**What needs to be done:** Start at the first record below and retype through the last, exactly.

**Records for this task:**
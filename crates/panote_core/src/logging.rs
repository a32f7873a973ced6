//! Logging bootstrap.
//!
//! # Responsibility
//! - Initialize rolling file logs exactly once per process.
//! - Keep log lines metadata-only; note titles and content never appear.
//!
//! # Invariants
//! - Repeated initialization with the same configuration is idempotent.
//! - Conflicting re-initialization is rejected instead of re-routing logs.
//! - Initialization never panics.

use flexi_logger::{Cleanup, Criterion, FileSpec, Logger, LoggerHandle, Naming, WriteMode};
use log::info;
use once_cell::sync::OnceCell;
use std::path::{Path, PathBuf};

const LOG_FILE_BASENAME: &str = "panote";
const MAX_LOG_FILE_SIZE_BYTES: u64 = 5 * 1024 * 1024;
const MAX_LOG_FILES: usize = 3;

static ACTIVE: OnceCell<ActiveLogging> = OnceCell::new();

struct ActiveLogging {
    level: &'static str,
    log_dir: PathBuf,
    _handle: LoggerHandle,
}

/// Initializes rolling file logging.
///
/// Idempotent for a repeated `(level, log_dir)` pair; a conflicting
/// re-initialization returns an error and leaves the active logger
/// untouched.
///
/// # Errors
/// - Unknown `level` names.
/// - Empty or relative `log_dir`, or a directory that cannot be created.
/// - Logger backend startup failures.
pub fn init_logging(level: &str, log_dir: &str) -> Result<(), String> {
    let level = normalize_level(level)?;
    let log_dir = normalize_log_dir(log_dir)?;

    let state = ACTIVE.get_or_try_init(|| start_logger(level, log_dir.clone()))?;
    if state.level != level || state.log_dir != log_dir {
        return Err(format!(
            "logging already initialized (level={}, dir={}); refusing to reconfigure",
            state.level,
            state.log_dir.display()
        ));
    }
    Ok(())
}

/// Default log level for the current build mode.
///
/// - `debug` builds -> `debug`
/// - `release` builds -> `info`
pub fn default_log_level() -> &'static str {
    if cfg!(debug_assertions) {
        "debug"
    } else {
        "info"
    }
}

fn start_logger(level: &'static str, log_dir: PathBuf) -> Result<ActiveLogging, String> {
    std::fs::create_dir_all(&log_dir).map_err(|err| {
        format!(
            "failed to create log directory `{}`: {err}",
            log_dir.display()
        )
    })?;

    let handle = Logger::try_with_str(level)
        .map_err(|err| format!("invalid log level `{level}`: {err}"))?
        .log_to_file(
            FileSpec::default()
                .directory(log_dir.as_path())
                .basename(LOG_FILE_BASENAME),
        )
        .rotate(
            Criterion::Size(MAX_LOG_FILE_SIZE_BYTES),
            Naming::Numbers,
            Cleanup::KeepLogFiles(MAX_LOG_FILES),
        )
        .write_mode(WriteMode::BufferAndFlush)
        .append()
        .format_for_files(flexi_logger::detailed_format)
        .start()
        .map_err(|err| format!("failed to start logger: {err}"))?;

    info!(
        "event=logging_ready level={} version={}",
        level,
        env!("CARGO_PKG_VERSION")
    );

    Ok(ActiveLogging {
        level,
        log_dir,
        _handle: handle,
    })
}

fn normalize_level(level: &str) -> Result<&'static str, String> {
    match level.trim().to_ascii_lowercase().as_str() {
        "trace" => Ok("trace"),
        "debug" => Ok("debug"),
        "info" => Ok("info"),
        "warn" | "warning" => Ok("warn"),
        "error" => Ok("error"),
        other => Err(format!(
            "unsupported log level `{other}`; expected trace|debug|info|warn|error"
        )),
    }
}

fn normalize_log_dir(log_dir: &str) -> Result<PathBuf, String> {
    let trimmed = log_dir.trim();
    if trimmed.is_empty() {
        return Err("log directory cannot be empty".to_string());
    }
    let path = Path::new(trimmed);
    if !path.is_absolute() {
        return Err(format!("log directory must be absolute, got `{trimmed}`"));
    }
    Ok(path.to_path_buf())
}
//! CLI smoke entry point.
//!
//! # Responsibility
//! - Provide a minimal executable to verify `panote_core` linkage.
//! - Keep output deterministic for quick local sanity checks.

use panote_core::{default_log_level, derive_preview, init_logging, NotePreview, NoteSession};

fn main() {
    let log_dir = std::env::temp_dir().join("panote-logs");
    if let Some(dir) = log_dir.to_str() {
        if let Err(error) = init_logging(default_log_level(), dir) {
            eprintln!("logging disabled: {error}");
        }
    }

    let mut session = NoteSession::seeded();
    session.begin_create();
    session.set_title("Scratch");
    session.set_content("quick linkage check");
    session.save_draft();

    println!("panote_core version={}", panote_core::core_version());
    println!("notes={}", session.notes().len());
    for note in session.notes() {
        match derive_preview(&note.content) {
            NotePreview::Text(text) => println!("note {} preview={text}", note.id),
            NotePreview::TooLong => println!("note {} preview=<too long>", note.id),
        }
    }
    if let Some(notification) = session.notification() {
        println!("notification={}", notification.message);
    }
}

**Result:**
filename crates/panote_core/src/logging.rs
repository a32f7873a973ced6
//! Logging bootstrap.
//!
//! # Responsibility
//! - Initialize rolling file logs exactly once per process.
//! - Keep log lines metadata-only; note titles and content never appear.
//!
//! # Invariants
//! - Repeated initialization with the same configuration is idempotent.
//! - Conflicting re-initialization is rejected instead of re-routing logs.
//! - Initialization never panics.

use flexi_logger::{Cleanup, Criterion, FileSpec, Logger, LoggerHandle, Naming, WriteMode};
use log::info;
use once_cell::sync::OnceCell;
use std::path::{Path, PathBuf};

const LOG_FILE_BASENAME: &str = "panote";
const MAX_LOG_FILE_SIZE_BYTES: u64 = 5 * 1024 * 1024;
const MAX_LOG_FILES: usize = 3;

static ACTIVE: OnceCell<ActiveLogging> = OnceCell::new();

struct ActiveLogging {
    level: &'static str,
    log_dir: PathBuf,
    _handle: LoggerHandle,
}

/// Initializes rolling file logging.
///
/// Idempotent for a repeated `(level, log_dir)` pair; a conflicting
/// re-initialization returns an error and leaves the active logger
/// untouched.
///
/// # Errors
/// - Unknown `level` names.
/// - Empty or relative `log_dir`, or a directory that cannot be created.
/// - Logger backend startup failures.
pub fn init_logging(level: &str, log_dir: &str) -> Result<(), String> {
    let level = normalize_level(level)?;
    let log_dir = normalize_log_dir(log_dir)?;

    let state = ACTIVE.get_or_try_init(|| start_logger(level, log_dir.clone()))?;
    if state.level != level || state.log_dir != log_dir {
        return Err(format!(
            "logging already initialized (level={}, dir={}); refusing to reconfigure",
            state.level,
            state.log_dir.display()
        ));
    }
    Ok(())
}

/// Default log level for the current build mode.
///
/// - `debug` builds -> `debug`
/// - `release` builds -> `info`
pub fn default_log_level() -> &'static str {
    if cfg!(debug_assertions) {
        "debug"
    } else {
        "info"
    }
}

fn start_logger(level: &'static str, log_dir: PathBuf) -> Result<ActiveLogging, String> {
    std::fs::create_dir_all(&log_dir).map_err(|err| {
        format!(
            "failed to create log directory `{}`: {err}",
            log_dir.display()
        )
    })?;

    let handle = Logger::try_with_str(level)
        .map_err(|err| format!("invalid log level `{level}`: {err}"))?
        .log_to_file(
            FileSpec::default()
                .directory(log_dir.as_path())
                .basename(LOG_FILE_BASENAME),
        )
        .rotate(
            Criterion::Size(MAX_LOG_FILE_SIZE_BYTES),
            Naming::Numbers,
            Cleanup::KeepLogFiles(MAX_LOG_FILES),
        )
        .write_mode(WriteMode::BufferAndFlush)
        .append()
        .format_for_files(flexi_logger::detailed_format)
        .start()
        .map_err(|err| format!("failed to start logger: {err}"))?;

    info!(
        "event=logging_ready level={} version={}",
        level,
        env!("CARGO_PKG_VERSION")
    );

    Ok(ActiveLogging {
        level,
        log_dir,
        _handle: handle,
    })
}

fn normalize_level(level: &str) -> Result<&'static str, String> {
    match level.trim().to_ascii_lowercase().as_str() {
        "trace" => Ok("trace"),
        "debug" => Ok("debug"),
        "info" => Ok("info"),
        "warn" | "warning" => Ok("warn"),
        "error" => Ok("error"),
        other => Err(format!(
            "unsupported log level `{other}`; expected trace|debug|info|warn|error"
        )),
    }
}

fn normalize_log_dir(log_dir: &str) -> Result<PathBuf, String> {
    let trimmed = log_dir.trim();
    if trimmed.is_empty() {
        return Err("log directory cannot be empty".to_string());
    }
    let path = Path::new(trimmed);
    if !path.is_absolute() {
        return Err(format!("log directory must be absolute, got `{trimmed}`"));
    }
    Ok(path.to_path_buf())
}
//! CLI smoke entry point.
//!
//! # Responsibility
//! - Provide a minimal executable to verify `panote_core` linkage.
//! - Keep output deterministic for quick local sanity checks.

use panote_core::{default_log_level, derive_preview, init_logging, NotePreview, NoteSession};

fn main() {
    let log_dir = std::env::temp_dir().join("panote-logs");
    if let Some(dir) = log_dir.to_str() {
        if let Err(error) = init_logging(default_log_level(), dir) {
            eprintln!("logging disabled: {error}");
        }
    }

    let mut session = NoteSession::seeded();
    session.begin_create();
    session.set_title("Scratch");
    session.set_content("quick linkage check");
    session.save_draft();

    println!("panote_core version={}", panote_core::core_version());
    println!("notes={}", session.notes().len());
    for note in session.notes() {
        match derive_preview(&note.content) {
            NotePreview::Text(text) => println!("note {} preview={text}", note.id),
            NotePreview::TooLong => println!("note {} preview=<too long>", note.id),
        }
    }
    if let Some(notification) = session.notification() {
        println!("notification={}", notification.message);
    }
}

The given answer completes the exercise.